impl Orchestrator {
    /// Settings the orchestrator was built with.
    pub fn config(&self) -> &ImportConfig {
        &self.config
    }

    /// Enumerate the folder and build its task list, merged with the
    /// latest prior run over the same folder. Nothing is persisted.
    pub async fn plan(&self, request: &ImportRequest) -> Result<ImportPlan, OrchestratorError> {
        Ok(self.plan_with_prior(request).await?.0)
    }

    async fn plan_with_prior(
        &self,
        request: &ImportRequest,
    ) -> Result<(ImportPlan, Option<ImportRun>), OrchestratorError> {
        let folder_id = parse_folder_reference(&request.folder).ok_or_else(|| {
            OrchestratorError::Validation(format!("not a Drive folder: {}", request.folder))
        })?;

        if let Some(course_id) = request.course_id.as_deref() {
            if !self.catalog.course_exists(course_id).await? {
                return Err(OrchestratorError::NotFound(format!("course {course_id}")));
            }
        }

        let root = self.drive.resolve_folder(&folder_id).await?;
        let mode = match request.course_id {
            Some(_) => TreeMode::SingleCourse,
            None => TreeMode::Collection,
        };
        let tree = enumerate_tree(self.drive.as_ref(), root, mode, &self.config.rules).await?;
        let tasks = build_tasks(&tree, &self.config.rules);

        let prior = self
            .runs
            .latest_run_for_source(&tree.root.id, request.course_id.as_deref())
            .await?;
        let tasks = match &prior {
            Some(prior) => {
                debug!(prior_run = %prior.id, "merging with prior run");
                merge_with_existing(tasks, &prior.tasks)
            }
            None => tasks,
        };

        let plan = ImportPlan {
            summary: summarize(&tasks),
            root: tree.root,
            course_id: request.course_id.clone(),
            tasks,
        };
        Ok((plan, prior))
    }

    /// Plan, persist and drive a new run.
    ///
    /// A folder has at most one active run. If the latest run over the same
    /// folder is waiting on its continuation the request fails with
    /// [`OrchestratorError::RunBusy`]; if it is queued or running, that run
    /// is driven instead, which takes it over when its driver is gone.
    pub async fn start(
        &self,
        request: &ImportRequest,
        principal: &Principal,
    ) -> Result<RunOutcome, OrchestratorError> {
        if !principal.can_import() {
            return Err(OrchestratorError::Forbidden(
                "only admins and instructors can import courses".to_string(),
            ));
        }

        let (plan, prior) = self.plan_with_prior(request).await?;
        if let Some(prior) = prior.filter(|r| r.state.is_active()) {
            if prior.state == RunState::TimedOutContinuing {
                info!(run_id = %prior.id, "import already in progress");
                return Err(OrchestratorError::RunBusy(prior.id));
            }
            info!(run_id = %prior.id, state = %prior.state, "driving unfinished run");
            return self.drive_run(prior.id).await;
        }

        let mut run = ImportRun::new(
            plan.root.id.clone(),
            plan.root.name.clone(),
            plan.course_id,
            plan.tasks,
        );
        run.requested_by = Some(principal.user_id.clone());
        self.runs.create_run(&run).await?;

        info!(
            run_id = %run.id,
            root = %run.root_folder_id,
            tasks = run.tasks.len(),
            pending = plan.summary.pending + plan.summary.failed,
            "import run created"
        );
        self.drive_run(run.id).await
    }

    /// Check a continuation and put it on the durable queue.
    pub async fn accept_continuation(
        &self,
        payload: &ImportRunnerPayload,
    ) -> Result<QueueEntryId, OrchestratorError> {
        self.authorize(payload)?;
        if self.runs.load_run(payload.run_id()).await?.is_none() {
            return Err(OrchestratorError::NotFound(format!("run {}", payload.run_id())));
        }
        let id = self.queue.enqueue(payload).await?;
        info!(run_id = %payload.run_id(), entry = %id, "continuation accepted");
        Ok(id)
    }

    /// Continue a run from its persisted cursor.
    pub async fn resume(
        &self,
        payload: &ImportRunnerPayload,
    ) -> Result<RunOutcome, OrchestratorError> {
        self.authorize(payload)?;
        let run_id = payload.run_id();
        let run = self
            .runs
            .load_run(run_id)
            .await?
            .ok_or_else(|| OrchestratorError::NotFound(format!("run {run_id}")))?;

        if payload.cursor().position > run.cursor.position {
            return Err(OrchestratorError::Validation(format!(
                "continuation cursor {} is ahead of run cursor {}",
                payload.cursor().position,
                run.cursor.position
            )));
        }
        if run.state.is_finished() {
            debug!(run_id = %run_id, state = %run.state, "run already finished");
            return Ok(RunOutcome::Finished(RunReport::from_run(&run)));
        }
        self.drive_run(run_id).await
    }

    /// Execute one task right away, outside of any cursor. If the task is
    /// part of a persisted run its stored status is updated too.
    pub async fn execute_single(
        &self,
        task: &ImportTask,
        course_id: &str,
        principal: &Principal,
    ) -> Result<TaskOutcome, OrchestratorError> {
        if !principal.can_import() {
            return Err(OrchestratorError::Forbidden(
                "only admins and instructors can import courses".to_string(),
            ));
        }
        if !self.catalog.course_exists(course_id).await? {
            return Err(OrchestratorError::NotFound(format!("course {course_id}")));
        }

        let outcome = self.executor.execute(task, Some(course_id)).await;
        info!(
            task = %task.id,
            kind = task.kind.as_str(),
            status = outcome.status.as_str(),
            user = %principal.user_id,
            "single task executed"
        );

        match self.runs.find_task(task.id).await {
            Ok(Some((run_id, mut persisted))) => {
                persisted.apply(&outcome);
                let recorded = match self.runs.update_task(run_id, &persisted).await {
                    Ok(()) => self.settle_run_state(run_id).await,
                    Err(e) => Err(e),
                };
                if let Err(e) = recorded {
                    warn!(run_id = %run_id, task = %task.id, error = %e, "could not record task status");
                }
            }
            Ok(None) => {}
            Err(e) => warn!(task = %task.id, error = %e, "could not look up task run"),
        }
        Ok(outcome)
    }

    /// Current state, cursor, counts and failures of a run.
    pub async fn status(&self, run_id: RunId) -> Result<RunReport, OrchestratorError> {
        let run = self
            .runs
            .load_run(run_id)
            .await?
            .ok_or_else(|| OrchestratorError::NotFound(format!("run {run_id}")))?;
        Ok(RunReport::from_run(&run))
    }

    /// Re-derive the final state of a run whose cursor already reached the
    /// end, after one of its tasks changed outside the drive loop.
    async fn settle_run_state(&self, run_id: RunId) -> Result<(), StoreError> {
        let Some(run) = self.runs.load_run(run_id).await? else {
            return Ok(());
        };
        if !run.state.is_finished() || run.remaining() > 0 {
            return Ok(());
        }
        let state = run.final_state();
        if state != run.state {
            self.runs.set_state(run_id, state, None).await?;
            info!(run_id = %run_id, from = %run.state, to = %state, "run state settled");
        }
        Ok(())
    }

    fn authorize(&self, payload: &ImportRunnerPayload) -> Result<(), OrchestratorError> {
        if payload.verify(&self.runner_secret) {
            Ok(())
        } else {
            warn!(run_id = %payload.run_id(), "continuation rejected: bad secret");
            Err(OrchestratorError::Authentication(
                "invalid runner secret".to_string(),
            ))
        }
    }

    /// Drive a run under its lease until it finishes or the budget runs out.
    async fn drive_run(&self, run_id: RunId) -> Result<RunOutcome, OrchestratorError> {
        let owner = format!("{}:{}", self.instance, Uuid::new_v4());
        if !self
            .runs
            .try_lock(run_id, &owner, self.config.lock_lease)
            .await?
        {
            return Err(OrchestratorError::RunBusy(run_id));
        }

        let result = self.drive_locked(run_id, &owner).await;

        if let Err(e) = self.runs.release_lock(run_id, &owner).await {
            warn!(run_id = %run_id, error = %e, "failed to release run lock");
        }

        match result {
            Ok(Stop::Finished(run)) => {
                info!(run_id = %run_id, state = %run.state, "import run finished");
                Ok(RunOutcome::Finished(RunReport::from_run(&run)))
            }
            Ok(Stop::OutOfBudget(run)) => {
                // Enqueued only after the lease is released, so the
                // continuation never finds its own run locked.
                let payload = ImportRunnerPayload::new(run_id, &self.runner_secret, run.cursor);
                if let Err(e) = self.queue.enqueue(&payload).await {
                    return Err(self.abort(run_id, e.into()).await);
                }
                info!(
                    run_id = %run_id,
                    cursor = run.cursor.position,
                    remaining = run.remaining(),
                    "time budget exhausted, continuation enqueued"
                );
                Ok(RunOutcome::Continuing(RunReport::from_run(&run)))
            }
            Err(e @ OrchestratorError::Fatal(_)) => Err(self.abort(run_id, e).await),
            Err(e) => Err(e),
        }
    }

    async fn abort(&self, run_id: RunId, err: OrchestratorError) -> OrchestratorError {
        error!(run_id = %run_id, error = %err, "import run aborted");
        let message = err.to_string();
        if let Err(e) = self
            .runs
            .set_state(run_id, RunState::Aborted, Some(&message))
            .await
        {
            error!(run_id = %run_id, error = %e, "could not mark run aborted");
        }
        err
    }

    async fn drive_locked(&self, run_id: RunId, owner: &str) -> Result<Stop, OrchestratorError> {
        let started = Instant::now();
        let mut run = self
            .runs
            .load_run(run_id)
            .await?
            .ok_or_else(|| OrchestratorError::NotFound(format!("run {run_id}")))?;

        self.runs.set_state(run_id, RunState::Running, None).await?;
        run.state = RunState::Running;
        run.error = None;

        let index: HashMap<TaskId, usize> =
            run.tasks.iter().enumerate().map(|(i, t)| (t.id, i)).collect();
        let total = run.tasks.len();
        let mut position = run.cursor.position as usize;

        while position < total {
            let executed = !run.tasks[position].is_done();
            if executed {
                let parent_done = run.tasks[position]
                    .parent
                    .and_then(|p| index.get(&p))
                    .map_or(true, |&i| run.tasks[i].is_done());

                let outcome = if parent_done {
                    run.tasks[position].mark_in_progress();
                    self.runs.update_task(run_id, &run.tasks[position]).await?;
                    self.executor
                        .execute(&run.tasks[position], run.course_id.as_deref())
                        .await
                } else {
                    TaskOutcome::failed(
                        format!("{}: parent task is not done", run.tasks[position].path),
                        0,
                    )
                };

                run.tasks[position].apply(&outcome);
                self.runs.update_task(run_id, &run.tasks[position]).await?;
            }

            let next = Cursor::after(position as u32 + 1, run.tasks[position].id);
            if !self
                .runs
                .advance_cursor(run_id, position as u32, next)
                .await?
            {
                return Err(OrchestratorError::RunBusy(run_id));
            }
            run.cursor = next;
            position += 1;

            debug!(
                run_id = %run_id,
                cursor = position,
                elapsed_ms = started.elapsed().as_millis() as u64,
                "cursor advanced"
            );

            if executed && position < total {
                if !self
                    .runs
                    .try_lock(run_id, owner, self.config.lock_lease)
                    .await?
                {
                    return Err(OrchestratorError::RunBusy(run_id));
                }
                if started.elapsed() >= self.config.time_budget {
                    self.runs
                        .set_state(run_id, RunState::TimedOutContinuing, None)
                        .await?;
                    run.state = RunState::TimedOutContinuing;
                    return Ok(Stop::OutOfBudget(run));
                }
            }
        }

        let state = run.final_state();
        self.runs.set_state(run_id, state, None).await?;
        run.state = state;
        Ok(Stop::Finished(run))
    }
}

● WHAT IS BEING ASKED:
Reproduce the lines above, beginning at the line with "info!(run_id = %run_id, state" and stopping after the line with "released, so the", exactly as they are.

● SOLUTION:
                info!(run_id = %run_id, state = %run.state, "import run finished");
                Ok(RunOutcome::Finished(RunReport::from_run(&run)))
            }
            Ok(Stop::OutOfBudget(run)) => {
                // Enqueued only after the lease is released, so the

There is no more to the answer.